The Alabama Sacred Harp Singers were any of the informal groups participating in four recorded Sacred Harp singing sessions in Alabama in the 20th century, who were thereafter credited by that name as artists or performers in the published versions of those recordings.

The informal nature of Sacred Harp singing makes it difficult to identify performers in the usual sense. The music is rarely performed by a well-rehearsed ensemble in concert or recording studio settings, but rather is sung by attendees at gatherings and conventions, usually open to the public. Alabama Sacred Harp Singers has referred to several such ad hoc groups of singers in Alabama.

==Recordings==
On April 16, 1928, a group led by J.C. Brown and S. Whit Denson recorded several songs for Columbia Records, amongst which were "Present Joys" and "Rocky Road", later included on the Anthology of American Folk Music.

In August 1942, Alan Lomax recorded the Alabama Sacred Harp Singing Convention in Birmingham. These recordings were edited by George Pullen Jackson and published by the Library of Congress.

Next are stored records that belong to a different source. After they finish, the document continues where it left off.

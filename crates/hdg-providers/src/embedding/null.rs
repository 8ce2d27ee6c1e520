//! Null embedding provider for testing and development
//!
//! Provides deterministic, hash-based embeddings for testing purposes.
//! No external dependencies - always works offline.

use std::sync::Arc;

use async_trait::async_trait;
use hdg_application::ports::EmbeddingProvider;
use hdg_application::ports::registry::{
    EMBEDDING_PROVIDERS, EmbeddingProviderConfig, EmbeddingProviderEntry,
};
use hdg_domain::value_objects::Embedding;
use tracing::warn;

use crate::constants::{EMBEDDING_DIMENSION_NULL, EMBEDDING_MODEL_NULL};

const FNV_OFFSET: u64 = 0xcbf2_9ce4_8422_2325;
const FNV_PRIME: u64 = 0x0000_0100_0000_01b3;

/// Null embedding provider for testing
///
/// Returns unit-length vectors derived from an FNV-1a hash of the input, so
/// identical text always yields identical vectors. Queries and passages are
/// hashed with different prefixes. Blank text degrades to a zero vector.
///
/// # Example
///
/// ```rust
/// use hdg_providers::embedding::NullEmbeddingProvider;
/// use hdg_application::ports::EmbeddingProvider;
///
/// let provider = NullEmbeddingProvider::new();
/// assert_eq!(provider.dimensions(), 384);
/// assert_eq!(provider.provider_name(), "null");
/// ```
#[derive(Debug, Clone)]
pub struct NullEmbeddingProvider {
    dimensions: usize,
    model: String,
}

impl NullEmbeddingProvider {
    /// Create a new null embedding provider
    pub fn new() -> Self {
        Self::with_dimensions(EMBEDDING_DIMENSION_NULL)
    }

    /// Create a provider producing vectors of the given size
    pub fn with_dimensions(dimensions: usize) -> Self {
        Self {
            dimensions,
            model: EMBEDDING_MODEL_NULL.to_string(),
        }
    }

    /// Get the model name for this provider
    pub fn model(&self) -> &str {
        &self.model
    }

    fn hashed_vector(&self, text: &str, is_query: bool) -> Vec<f32> {
        let prefix: &[u8] = if is_query { b"query:" } else { b"passage:" };
        let mut state = fnv1a(FNV_OFFSET, prefix);
        state = fnv1a(state, text.as_bytes());

        let mut vector: Vec<f32> = (0..self.dimensions)
            .map(|_| {
                // xorshift64 stream seeded by the text hash
                state ^= state << 13;
                state ^= state >> 7;
                state ^= state << 17;
                ((state >> 40) as f32 / (1u64 << 24) as f32) * 2.0 - 1.0
            })
            .collect();

        let norm = vector.iter().map(|v| v * v).sum::<f32>().sqrt();
        if norm > 0.0 {
            vector.iter_mut().for_each(|v| *v /= norm);
        }
        vector
    }
}

impl Default for NullEmbeddingProvider {
    fn default() -> Self {
        Self::new()
    }
}

#[async_trait]
impl EmbeddingProvider for NullEmbeddingProvider {
    async fn vectorize(&self, text: &str, is_query: bool) -> Embedding {
        if text.trim().is_empty() {
            warn!(provider = "null", "Blank input, returning zero vector");
            return Embedding::zeroed(self.dimensions, &self.model);
        }
        Embedding {
            vector: self.hashed_vector(text, is_query),
            model: self.model.clone(),
            dimensions: self.dimensions,
        }
    }

    fn dimensions(&self) -> usize {
        self.dimensions
    }

    fn provider_name(&self) -> &str {
        "null"
    }
}

fn fnv1a(mut hash: u64, bytes: &[u8]) -> u64 {
    for byte in bytes {
        hash ^= u64::from(*byte);
        hash = hash.wrapping_mul(FNV_PRIME);
    }
    // xorshift must never be seeded with zero
    if hash == 0 { FNV_OFFSET } else { hash }
}

// ============================================================================
// Auto-registration via linkme
// ============================================================================

fn null_factory(
    config: &EmbeddingProviderConfig,
) -> std::result::Result<Arc<dyn EmbeddingProvider>, String> {
    let dimensions = config.dimensions.unwrap_or(EMBEDDING_DIMENSION_NULL);
    if dimensions == 0 {
        return Err("Null embedding provider requires dimensions > 0".to_string());
    }
    let mut provider = NullEmbeddingProvider::with_dimensions(dimensions);
    if let Some(model) = &config.model {
        provider.model = model.clone();
    }
    Ok(Arc::new(provider))
}

#[linkme::distributed_slice(EMBEDDING_PROVIDERS)]
static NULL_PROVIDER: EmbeddingProviderEntry = EmbeddingProviderEntry {
    name: "null",
    description: "Null provider for testing (deterministic hash-based embeddings)",
    factory: null_factory,
};
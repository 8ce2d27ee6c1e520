//! Domain Value Objects
//!
//! Immutable value objects that describe matches, options and vectors
//! without identity of their own.
//!
//! | Value Object | Description |
//! |--------------|-------------|
//! | [`HeadingMatch`] | A line claimed by a heading rule |
//! | [`Embedding`] | Vector representation of enriched chunk text |
//! | [`ConstraintOptions`] | Size, overlap and splitting settings |
//! | [`KeywordOptions`] | Keyword extraction and injection settings |
//! | [`ProcessingOptions`] | Complete option set for a processing call |

/// Semantic embedding value objects
pub mod embedding;
/// Heading match value object
pub mod heading;
/// Processing option value objects
pub mod options;

pub use embedding::{ChunkEmbedding, Embedding};
pub use heading::HeadingMatch;
pub use options::{
    ChunkingStrategy, ConstraintOptions, KeywordOptions, ProcessingOptions, SectionKeywords,
};
//! Chunk node entity
//!
//! A node of the heading-derived chunk tree. Nodes are immutable values:
//! every update (content flush, split, overlap, keyword enrichment) produces
//! a new node through one of the `with_*` methods, and the caller replaces
//! the old value keyed by identifier.

use serde::{Deserialize, Serialize};
use uuid::Uuid;

use crate::constants::{
    CONTENT_SEPARATOR, ROOT_CHUNK_TYPE, ROOT_LEVEL, SPLIT_CHUNK_TYPE, part_suffix,
};
use crate::value_objects::HeadingMatch;

/// Generate a process-unique identifier
pub fn new_id() -> String {
    Uuid::new_v4().to_string()
}

/// Entity: a heading-rooted unit of document content
///
/// ## Business Rules
///
/// - `id` is assigned at creation and never changes
/// - `level` is strictly greater than the parent's level
/// - `content` is an owned copy of the body text under the heading
#[derive(Debug, Clone, PartialEq, Eq, Serialize, Deserialize)]
pub struct ChunkNode {
    id: String,
    parent_id: Option<String>,
    level: usize,
    chunk_type: String,
    raw_title: String,
    clean_title: String,
    content: String,
    keywords: Vec<String>,
}

impl ChunkNode {
    /// Synthetic root seeded at the bottom of the context stack
    pub fn root() -> Self {
        Self {
            id: new_id(),
            parent_id: None,
            level: ROOT_LEVEL,
            chunk_type: ROOT_CHUNK_TYPE.to_string(),
            raw_title: String::new(),
            clean_title: String::new(),
            content: String::new(),
            keywords: Vec::new(),
        }
    }

    /// Open a new chunk for a heading under the given parent
    pub fn from_heading(heading: &HeadingMatch, parent_id: Option<String>) -> Self {
        Self {
            id: new_id(),
            parent_id,
            level: heading.level,
            chunk_type: heading.rule_name.clone(),
            raw_title: heading.raw_title.clone(),
            clean_title: heading.clean_title.clone(),
            content: String::new(),
            keywords: Vec::new(),
        }
    }

    /// Unique identifier
    pub fn id(&self) -> &str {
        &self.id
    }

    /// Identifier of the nearest enclosing chunk
    pub fn parent_id(&self) -> Option<&str> {
        self.parent_id.as_deref()
    }

    /// Hierarchy depth (1 = top)
    pub fn level(&self) -> usize {
        self.level
    }

    /// Name of the rule that produced the chunk, or `split`
    pub fn chunk_type(&self) -> &str {
        &self.chunk_type
    }

    /// Heading text as matched
    pub fn raw_title(&self) -> &str {
        &self.raw_title
    }

    /// Normalized heading text
    pub fn clean_title(&self) -> &str {
        &self.clean_title
    }

    /// Body text owned by the chunk
    pub fn content(&self) -> &str {
        &self.content
    }

    /// Content length in characters
    pub fn content_len(&self) -> usize {
        self.content.chars().count()
    }

    /// Keywords attached by enrichment
    pub fn keywords(&self) -> &[String] {
        &self.keywords
    }

    /// Whether this is the synthetic root
    pub fn is_root(&self) -> bool {
        self.level == ROOT_LEVEL && self.chunk_type == ROOT_CHUNK_TYPE
    }

    /// Whether this chunk was produced by constraint splitting
    pub fn is_split_fragment(&self) -> bool {
        self.chunk_type == SPLIT_CHUNK_TYPE
    }

    /// Copy with body text appended, blank-line-joined to existing content
    pub fn with_appended_content(&self, text: &str) -> Self {
        let content = if self.content.is_empty() {
            text.to_string()
        } else {
            format!("{}{CONTENT_SEPARATOR}{text}", self.content)
        };
        self.with_content(content)
    }

    /// Copy with the content replaced
    pub fn with_content(&self, content: impl Into<String>) -> Self {
        Self {
            content: content.into(),
            ..self.clone()
        }
    }

    /// Copy with `prefix` placed before the content, separated by a blank line
    pub fn with_prefix(&self, prefix: &str) -> Self {
        if self.content.is_empty() {
            return self.with_content(prefix);
        }
        self.with_content(format!("{prefix}{CONTENT_SEPARATOR}{}", self.content))
    }

    /// Copy with the keyword list replaced
    pub fn with_keywords(&self, keywords: Vec<String>) -> Self {
        Self {
            keywords,
            ..self.clone()
        }
    }

    /// Fragment `part` (>= 2) of this chunk: new id, `split` type, suffixed titles
    pub fn fragment(&self, part: usize, content: impl Into<String>) -> Self {
        let suffix = part_suffix(part);
        Self {
            id: new_id(),
            parent_id: self.parent_id.clone(),
            level: self.level,
            chunk_type: SPLIT_CHUNK_TYPE.to_string(),
            raw_title: format!("{}{suffix}", self.raw_title),
            clean_title: format!("{}{suffix}", self.clean_title),
            content: content.into(),
            keywords: self.keywords.clone(),
        }
    }
}
pub mod account;
pub mod money;
pub mod period;
pub mod transaction;

pub use account::{
    validate_account_name, AccountNameError, AccountType, DEFAULT_CASH_ACCOUNT, DEFAULT_CURRENCY,
    DEFAULT_OPENING_ACCOUNT,
};
pub use money::{Money, ParseMoneyError};
pub use period::{DateRangeError, DateWindow, FiscalYear};
pub use transaction::{CategorizedTransaction, Dated, Transaction};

In 1959, Lomax returned to Alabama to record the 56th convention of the United Sacred Harp Musical Association in Fyffe. This recording is variously credited to either the "United Sacred Harp Convention" or "Alabama Sacred Harp Singers". Samples from this recording of Sarah Lancaster's "The Last Words of Copernicus" appear in both M.I.A.'s "Tell Me Why" and Bruce Springsteen's "Death to My Hometown".

Finally, "Alabama Sacred Harp Singers" may refer to a recording by Stephen McCallum at the Alabama and Florida Union Singing Convention at Greater Old Salem Baptist Church in Dale County, Alabama, on September 26, 1980.